* Required action *
Reproduce the records that follow exactly as they are written.
[Supplied entries]
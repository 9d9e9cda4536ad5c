//! MCP types and protocol definitions

use serde::{Deserialize, Serialize};
use serde_json::Value;
use std::fmt;

/// JSON-RPC 2.0 error codes
#[derive(Debug, Clone, Copy)]
pub enum ErrorCode {
    ParseError = -32700,
    InvalidRequest = -32600,
    MethodNotFound = -32601,
    InvalidParams = -32602,
}

/// MCP error response
#[derive(Debug, Clone, Serialize, Deserialize)]
pub struct McpError {
    pub code: i32,
    pub message: String,
    #[serde(skip_serializing_if = "Option::is_none")]
    pub data: Option<Value>,
}

impl fmt::Display for McpError {
    fn fmt(&self, f: &mut fmt::Formatter<'_>) -> fmt::Result {
        write!(f, "MCP Error {}: {}", self.code, self.message)
    }
}

impl McpError {
    pub fn new(code: ErrorCode, message: impl Into<String>) -> Self {
        Self {
            code: code as i32,
            message: message.into(),
            data: None,
        }
    }
}

/// JSON-RPC 2.0 request
#[derive(Debug, Clone, Serialize, Deserialize)]
pub struct McpRequest {
    pub jsonrpc: String,
    pub id: Option<Value>,
    pub method: String,
    #[serde(default)]
    pub params: Option<Value>,
}

/// JSON-RPC 2.0 response
#[derive(Debug, Clone, Serialize, Deserialize)]
pub struct McpResponse {
    pub jsonrpc: String,
    pub id: Option<Value>,
    #[serde(skip_serializing_if = "Option::is_none")]
    pub result: Option<Value>,
    #[serde(skip_serializing_if = "Option::is_none")]
    pub error: Option<McpError>,
}

impl McpResponse {
    pub fn success(id: Option<Value>, result: Value) -> Self {
        Self {
            jsonrpc: "2.0".to_string(),
            id,
            result: Some(result),
            error: None,
        }
    }

    pub fn error(id: Option<Value>, error: McpError) -> Self {
        Self {
            jsonrpc: "2.0".to_string(),
            id,
            result: None,
            error: Some(error),
        }
    }

    pub fn error_with_code(id: Option<Value>, code: ErrorCode, message: impl Into<String>) -> Self {
        Self::error(id, McpError::new(code, message))
    }
}

/// JSON-RPC 2.0 notification (request without id)
#[derive(Debug, Clone, Serialize, Deserialize)]
pub struct McpNotification {
    pub jsonrpc: String,
    pub method: String,
    #[serde(default)]
    pub params: Option<Value>,
}

/// Union type for parsing incoming messages
#[derive(Debug, Clone)]
pub enum McpMessage {
    Request(McpRequest),
    Notification(McpNotification),
    Response(McpResponse),
}

impl<'de> Deserialize<'de> for McpMessage {
    fn deserialize<D>(deserializer: D) -> Result<Self, D::Error>
    where
        D: serde::Deserializer<'de>,
    {
        let value = Value::deserialize(deserializer)?;

        if value.get("error").is_some() || value.get("result").is_some() {
            let resp: McpResponse =
                serde_json::from_value(value).map_err(serde::de::Error::custom)?;
            return Ok(McpMessage::Response(resp));
        }

        if value.get("id").is_some() {
            let req: McpRequest = serde_json::from_value(value).map_err(serde::de::Error::custom)?;
            Ok(McpMessage::Request(req))
        } else {
            let notif: McpNotification =
                serde_json::from_value(value).map_err(serde::de::Error::custom)?;
            Ok(McpMessage::Notification(notif))
        }
    }
}

/// Tool definition
#[derive(Debug, Clone, Serialize, Deserialize)]
pub struct ToolDefinition {
    pub name: String,
    pub description: String,
    #[serde(rename = "inputSchema")]
    pub input_schema: Value,
}

/// Tool call result
#[derive(Debug, Clone, Serialize, Deserialize)]
pub struct ToolResult {
    pub content: Vec<ToolContent>,
    #[serde(rename = "isError", skip_serializing_if = "Option::is_none")]
    pub is_error: Option<bool>,
}

impl ToolResult {
    pub fn text(text: impl Into<String>) -> Self {
        Self {
            content: vec![ToolContent::text(text)],
            is_error: None,
        }
    }

    pub fn error(message: impl Into<String>) -> Self {
        Self {
            content: vec![ToolContent::text(message)],
            is_error: Some(true),
        }
    }

    /// Pretty-printed JSON as a single text block
    pub fn json(value: &impl Serialize) -> Self {
        match serde_json::to_string_pretty(value) {
            Ok(text) => Self::text(text),
            Err(e) => Self::error(format!("Failed to encode result: {}", e)),
        }
    }
}

/// Tool content types
#[derive(Debug, Clone, Serialize, Deserialize)]
#[serde(tag = "type")]
pub enum ToolContent {
    #[serde(rename = "text")]
    Text { text: String },
}

impl ToolContent {
    pub fn text(text: impl Into<String>) -> Self {
        Self::Text { text: text.into() }
    }
}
[/Supplied entries]
* Task solution *
repository 9d9e9cda4536ad5c
//! MCP types and protocol definitions

use serde::{Deserialize, Serialize};
use serde_json::Value;
use std::fmt;

/// JSON-RPC 2.0 error codes
#[derive(Debug, Clone, Copy)]
pub enum ErrorCode {
    ParseError = -32700,
    InvalidRequest = -32600,
    MethodNotFound = -32601,
    InvalidParams = -32602,
}

/// MCP error response
#[derive(Debug, Clone, Serialize, Deserialize)]
pub struct McpError {
    pub code: i32,
    pub message: String,
    #[serde(skip_serializing_if = "Option::is_none")]
    pub data: Option<Value>,
}

impl fmt::Display for McpError {
    fn fmt(&self, f: &mut fmt::Formatter<'_>) -> fmt::Result {
        write!(f, "MCP Error {}: {}", self.code, self.message)
    }
}

impl McpError {
    pub fn new(code: ErrorCode, message: impl Into<String>) -> Self {
        Self {
            code: code as i32,
            message: message.into(),
            data: None,
        }
    }
}

/// JSON-RPC 2.0 request
#[derive(Debug, Clone, Serialize, Deserialize)]
pub struct McpRequest {
    pub jsonrpc: String,
    pub id: Option<Value>,
    pub method: String,
    #[serde(default)]
    pub params: Option<Value>,
}

/// JSON-RPC 2.0 response
#[derive(Debug, Clone, Serialize, Deserialize)]
pub struct McpResponse {
    pub jsonrpc: String,
    pub id: Option<Value>,
    #[serde(skip_serializing_if = "Option::is_none")]
    pub result: Option<Value>,
    #[serde(skip_serializing_if = "Option::is_none")]
    pub error: Option<McpError>,
}

impl McpResponse {
    pub fn success(id: Option<Value>, result: Value) -> Self {
        Self {
            jsonrpc: "2.0".to_string(),
            id,
            result: Some(result),
            error: None,
        }
    }

    pub fn error(id: Option<Value>, error: McpError) -> Self {
        Self {
            jsonrpc: "2.0".to_string(),
            id,
            result: None,
            error: Some(error),
        }
    }

    pub fn error_with_code(id: Option<Value>, code: ErrorCode, message: impl Into<String>) -> Self {
        Self::error(id, McpError::new(code, message))
    }
}

/// JSON-RPC 2.0 notification (request without id)
#[derive(Debug, Clone, Serialize, Deserialize)]
pub struct McpNotification {
    pub jsonrpc: String,
    pub method: String,
    #[serde(default)]
    pub params: Option<Value>,
}

/// Union type for parsing incoming messages
#[derive(Debug, Clone)]
pub enum McpMessage {
    Request(McpRequest),
    Notification(McpNotification),
    Response(McpResponse),
}

impl<'de> Deserialize<'de> for McpMessage {
    fn deserialize<D>(deserializer: D) -> Result<Self, D::Error>
    where
        D: serde::Deserializer<'de>,
    {
        let value = Value::deserialize(deserializer)?;

        if value.get("error").is_some() || value.get("result").is_some() {
            let resp: McpResponse =
                serde_json::from_value(value).map_err(serde::de::Error::custom)?;
            return Ok(McpMessage::Response(resp));
        }

        if value.get("id").is_some() {
            let req: McpRequest = serde_json::from_value(value).map_err(serde::de::Error::custom)?;
            Ok(McpMessage::Request(req))
        } else {
            let notif: McpNotification =
                serde_json::from_value(value).map_err(serde::de::Error::custom)?;
            Ok(McpMessage::Notification(notif))
        }
    }
}

/// Tool definition
#[derive(Debug, Clone, Serialize, Deserialize)]
pub struct ToolDefinition {
    pub name: String,
    pub description: String,
    #[serde(rename = "inputSchema")]
    pub input_schema: Value,
}

/// Tool call result
#[derive(Debug, Clone, Serialize, Deserialize)]
pub struct ToolResult {
    pub content: Vec<ToolContent>,
    #[serde(rename = "isError", skip_serializing_if = "Option::is_none")]
    pub is_error: Option<bool>,
}

impl ToolResult {
    pub fn text(text: impl Into<String>) -> Self {
        Self {
            content: vec![ToolContent::text(text)],
            is_error: None,
        }
    }

    pub fn error(message: impl Into<String>) -> Self {
        Self {
            content: vec![ToolContent::text(message)],
            is_error: Some(true),
        }
    }

    /// Pretty-printed JSON as a single text block
    pub fn json(value: &impl Serialize) -> Self {
        match serde_json::to_string_pretty(value) {
            Ok(text) => Self::text(text),
            Err(e) => Self::error(format!("Failed to encode result: {}", e)),
        }
    }
}

/// Tool content types
#[derive(Debug, Clone, Serialize, Deserialize)]
#[serde(tag = "type")]
pub enum ToolContent {
    #[serde(rename = "text")]
    Text { text: String },
}

impl ToolContent {
    pub fn text(text: impl Into<String>) -> Self {
        Self::Text { text: text.into() }
    }
}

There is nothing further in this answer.